Due to the Civil Engineer's veto of the planned 4-6-0 only a year after the introduction of the George the Fifth, the class remained on top link duties much longer than was planned. Even when the 4-6-0 did appear in 1913 it was in limited numbers until 1920. Thus the Class remained as possibly the hardest worked locomotive for its size for many years. As a result its history is well documented in contemporary professional records such as are held in the archives of the Institution of Mechanical Engineers, as well as enthusiast publications. Most of the LNWR drawings for the class are held at the National Railway Museum, and the LNWR Society also has a very useful archive. There are many more recent reference books in the public domain which can be consulted.

Once bigger locomotives were available in large numbers the Class was redeployed to less onerous main line duties, then ending up on branch lines before final elimination of the last one in 1949.

Many books have been written about The "George" and related classes of locomotives. Possibly the best one for the general reader is The Precursor Family by O. S. Nock.

==Project launch==
The Trust was created in 2012 undertaking detailed evaluations and planning, whilst building up valuable information and drawings. Its first item of construction was the smokebox door. After receiving permission for the name and number the project was officially launched on 22 July 2014 with the unveiling of a fully painted and lined out, cabside and splasher assembly complete with number and name plates; this took place at Quorn on the Great Central Railway Loughborough.

==Construction==
Following the parts made for the official launch of the project, work continued with manufacture of the smokebox. Traditional hot rivets were used for aesthetic reasons; in general the Trust uses present-day technology rather than traditional techniques. Elements of the footplating were made, and frame plate profiles were cut. After a period of slow progress, the project was enlivened by the offer of display space at Crewe Heritage Centre. The main frame plates were machined, and temporarily assembled with other existing parts and mounted on fork truck wheels for ease of movement. It was displayed in this state for the 2023 and 2024 seasons.
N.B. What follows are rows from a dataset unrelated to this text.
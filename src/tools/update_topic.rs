//! MCP `update_topic` tool parameter definition.

use schemars::JsonSchema;
use serde::{Deserialize, Serialize};

/// Parameters for the `update_topic` MCP tool.
///
/// Omitted fields keep their stored values.
#[derive(Debug, Serialize, Deserialize, JsonSchema)]
pub struct UpdateTopicParams {
    #[schemars(description = "ID of the topic to update")]
    pub id: String,

    #[schemars(description = "New unique name. Keeps the current name when omitted.")]
    pub name: Option<String>,

    #[schemars(description = "New definition. The topic is re-embedded and the index rebuilt.")]
    pub definition: Option<String>,

    #[schemars(description = "Replacement list of facts")]
    pub facts: Option<Vec<String>>,

    #[schemars(description = "New confidence 0.0-1.0")]
    pub confidence: Option<f64>,
}
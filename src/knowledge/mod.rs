pub mod engine;
pub mod error;
pub mod index;
pub mod stats;
pub mod store;
pub mod table;
pub mod types;
pub mod validate;

pub use engine::{EngineOptions, KnowledgeEngine};
pub use error::KnowledgeError;
pub use stats::KnowledgeStats;
pub use store::{StoreError, TopicStore};
pub use types::{ScoredTopic, Topic};
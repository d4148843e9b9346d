//! Input validation run before any mutation or encoding.

use super::error::KnowledgeError;
use super::types::Topic;

/// Reject topics missing a name or definition.
pub fn validate_topic(topic: &Topic) -> Result<(), KnowledgeError> {
    if topic.name.trim().is_empty() {
        return Err(KnowledgeError::Validation("topic name must not be empty".into()));
    }
    validate_embedding_input(&topic.definition)
        .map_err(|_| KnowledgeError::Validation("topic definition must not be empty".into()))
}

/// Reject text that is empty after trimming.
pub fn validate_embedding_input(text: &str) -> Result<(), KnowledgeError> {
    if text.trim().is_empty() {
        return Err(KnowledgeError::Validation("text must not be empty".into()));
    }
    Ok(())
}

/// Drop characters other than word characters, whitespace, `-` and `.`,
/// then collapse runs of whitespace to single spaces.
pub fn sanitize_input(text: &str) -> String {
    text.chars()
        .filter(|c| c.is_alphanumeric() || *c == '_' || c.is_whitespace() || *c == '-' || *c == '.')
        .collect::<String>()
        .split_whitespace()
        .collect::<Vec<_>>()
        .join(" ")
}
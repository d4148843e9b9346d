use anyhow::{Context, Result};
use indicatif::{ProgressBar, ProgressStyle};
use serde::Deserialize;
use std::path::Path;

use lorekeep::config::LorekeepConfig;
use lorekeep::knowledge::{KnowledgeEngine, KnowledgeError, Topic};

/// Accepts `lorekeep export` output or a bare array of topics.
#[derive(Debug, Deserialize)]
#[serde(untagged)]
enum ImportData {
    Wrapped { topics: Vec<Topic> },
    Bare(Vec<Topic>),
}

impl ImportData {
    fn into_topics(self) -> Vec<Topic> {
        match self {
            Self::Wrapped { topics } | Self::Bare(topics) => topics,
        }
    }
}

/// Import topics from a JSON file.
///
/// Each topic is re-embedded with the configured provider. Topics whose ID or
/// name already exists are skipped; `created_at` in the file is ignored.
pub fn import(config: &LorekeepConfig, file: &Path) -> Result<()> {
    let json = std::fs::read_to_string(file)
        .with_context(|| format!("failed to read import file: {}", file.display()))?;
    let topics = serde_json::from_str::<ImportData>(&json)
        .context("failed to parse import JSON")?
        .into_topics();

    let engine = KnowledgeEngine::from_config(config)?;

    println!("Importing {} topics...", topics.len());
    let pb = ProgressBar::new(topics.len() as u64);
    pb.set_style(
        ProgressStyle::default_bar()
            .template("  {bar:40.cyan/blue} {pos}/{len} ({eta})")
            .expect("valid template")
            .progress_chars("##-"),
    );

    let mut imported = 0u64;
    let mut skipped = 0u64;
    let mut failed = 0u64;

    for topic in topics {
        let name = topic.name.clone();
        if engine.get_topic(&topic.id)?.is_some() {
            skipped += 1;
            pb.inc(1);
            continue;
        }

        match engine.add_topic(topic) {
            Ok(_) => imported += 1,
            Err(KnowledgeError::DuplicateName(_)) => skipped += 1,
            Err(e) => {
                pb.suspend(|| eprintln!("Warning: failed to import '{name}': {e}"));
                failed += 1;
            }
        }
        pb.inc(1);
    }
    pb.finish_and_clear();

    println!("Import complete:");
    println!("  Topics imported: {imported}");
    println!("  Topics skipped:  {skipped} (already exist)");
    if failed > 0 {
        println!("  Topics failed:   {failed}");
    }
    if engine.is_degraded() {
        println!("  WARNING: index is degraded. Run `lorekeep reload`.");
    }

    Ok(())
}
While on display design and manufacture continued. Large parts were the cast motion plate and frame stretcher, also the heavy welded dragbox and buffer brackets along with many smaller parts. When the locomotive left Crewe for its present site the display assembly was dismantled and the frames reassembled with the new, permanent parts acquired. The frames are now assembled, and lined up ready to be fitted with running plates etc. Much of the platework already exists but a significant amount will require to manufactured.
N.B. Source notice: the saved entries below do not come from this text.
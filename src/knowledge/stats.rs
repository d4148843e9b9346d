use serde::Serialize;

use super::table::TableUsage;

/// Snapshot returned by `KnowledgeEngine::get_stats`.
///
/// Every field has a zero value, so a failing component yields zeros
/// instead of an error.
#[derive(Debug, Clone, Default, Serialize)]
pub struct KnowledgeStats {
    pub total_topics: u64,
    pub indexed_vectors: usize,
    pub embedding_model: String,
    #[serde(skip_serializing_if = "Option::is_none")]
    pub embedding_dimension: Option<usize>,
    pub memory_usage: MemoryUsage,
    pub db_size_bytes: u64,
    #[serde(skip_serializing_if = "Option::is_none")]
    pub last_updated: Option<String>,
    pub index_enabled: bool,
    /// Reported only. Retrieval does not filter on it.
    pub confidence_threshold: f64,
    /// A stored topic has no searchable vector until the next successful rebuild.
    pub degraded: bool,
}

#[derive(Debug, Clone, Copy, Default, Serialize)]
pub struct MemoryUsage {
    pub count: usize,
    pub approx_memory_bytes: usize,
    pub memory_size_mb: f64,
}

impl From<TableUsage> for MemoryUsage {
    fn from(usage: TableUsage) -> Self {
        Self {
            count: usage.count,
            approx_memory_bytes: usage.approx_memory_bytes,
            memory_size_mb: usage.memory_size_mb(),
        }
    }
}

#[cfg(test)]
mod tests {
    use super::*;

    #[test]
    fn default_is_all_zeros() {
        let stats = KnowledgeStats::default();
        assert_eq!(stats.total_topics, 0);
        assert_eq!(stats.indexed_vectors, 0);
        assert_eq!(stats.memory_usage.count, 0);
        assert!(!stats.degraded);
    }

    #[test]
    fn serializes_without_empty_options() {
        let json = serde_json::to_value(KnowledgeStats::default()).unwrap();
        assert!(json.get("last_updated").is_none());
        assert!(json.get("embedding_dimension").is_none());
        assert_eq!(json["memory_usage"]["count"], 0);
    }

    #[test]
    fn memory_usage_from_table_usage() {
        let usage = MemoryUsage::from(TableUsage {
            count: 2,
            approx_memory_bytes: 2 * 1024 * 1024,
        });
        assert_eq!(usage.count, 2);
        assert!((usage.memory_size_mb - 2.0).abs() < 1e-9);
    }
}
The plan for 2026 is to have cab, splashers, running plates and smokebox fitted on the frames, followed by design and manufacture of the 2-tonne cylinder block.

The Construction Timeline is recorded on the Trust's website.
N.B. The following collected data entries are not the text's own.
//! Exact nearest-neighbor index over squared Euclidean distance.
//!
//! Vectors live row-per-slot in one contiguous `ndarray` matrix. [`build`]
//! replaces everything; [`append`] adds one row and hands back its slot.
//! Search is a full scan, so results are exact.
//!
//! [`build`]: SimilarityIndex::build
//! [`append`]: SimilarityIndex::append

use ndarray::{Array2, ArrayView1};
use thiserror::Error;

#[derive(Debug, Error)]
pub enum IndexError {
    #[error("vector has {actual} dimensions, index expects {expected}")]
    DimensionMismatch { expected: usize, actual: usize },

    #[error("index shape error: {0}")]
    Shape(#[from] ndarray::ShapeError),
}

/// One search hit.
#[derive(Debug, Clone, Copy, PartialEq)]
pub struct Neighbor {
    pub slot: usize,
    pub distance: f32,
}

#[derive(Debug, Clone)]
pub struct SimilarityIndex {
    vectors: Array2<f32>,
}

impl SimilarityIndex {
    pub fn new(dimension: usize) -> Self {
        Self {
            vectors: Array2::zeros((0, dimension)),
        }
    }

    /// Build from scratch. Slot `i` is the `i`-th vector yielded.
    pub fn build<'a, I>(dimension: usize, vectors: I) -> Result<Self, IndexError>
    where
        I: IntoIterator<Item = &'a [f32]>,
    {
        let mut flat = Vec::new();
        let mut rows = 0;
        for v in vectors {
            check_dim(dimension, v)?;
            flat.extend_from_slice(v);
            rows += 1;
        }
        Ok(Self {
            vectors: Array2::from_shape_vec((rows, dimension), flat)?,
        })
    }

    /// Add one vector; returns the slot it landed in.
    pub fn append(&mut self, vector: &[f32]) -> Result<usize, IndexError> {
        check_dim(self.dimension(), vector)?;
        self.vectors.push_row(ArrayView1::from(vector))?;
        Ok(self.vectors.nrows() - 1)
    }

    /// Up to `k` nearest slots, closest first. Ties go to the lower slot.
    pub fn search(&self, query: &[f32], k: usize) -> Result<Vec<Neighbor>, IndexError> {
        check_dim(self.dimension(), query)?;
        if k == 0 || self.is_empty() {
            return Ok(vec![]);
        }

        let q = ArrayView1::from(query);
        let mut hits: Vec<Neighbor> = self
            .vectors
            .rows()
            .into_iter()
            .enumerate()
            .map(|(slot, row)| {
                let diff = &row - &q;
                Neighbor {
                    slot,
                    distance: diff.dot(&diff),
                }
            })
            .collect();

        hits.sort_by(|a, b| a.distance.total_cmp(&b.distance).then(a.slot.cmp(&b.slot)));
        hits.truncate(k);
        Ok(hits)
    }

    pub fn dimension(&self) -> usize {
        self.vectors.ncols()
    }

    pub fn len(&self) -> usize {
        self.vectors.nrows()
    }

    pub fn is_empty(&self) -> bool {
        self.vectors.nrows() == 0
    }
}

fn check_dim(expected: usize, v: &[f32]) -> Result<(), IndexError> {
    if v.len() != expected {
        return Err(IndexError::DimensionMismatch {
            expected,
            actual: v.len(),
        });
    }
    Ok(())
}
The Trust is a member of the Main Line Steam Builders' Group, sharing information and ideas, with Ricardo Rail, the Approvals body advising on the processes for Approval to run on British main lines.

==Project future==
It will cost between £2 and £2.5 million to complete Prince George. Funds are being raised through private donation and sponsorship of parts. Raising the necessary capital is done through having a presence at events, giving talks and generating publicity through the media.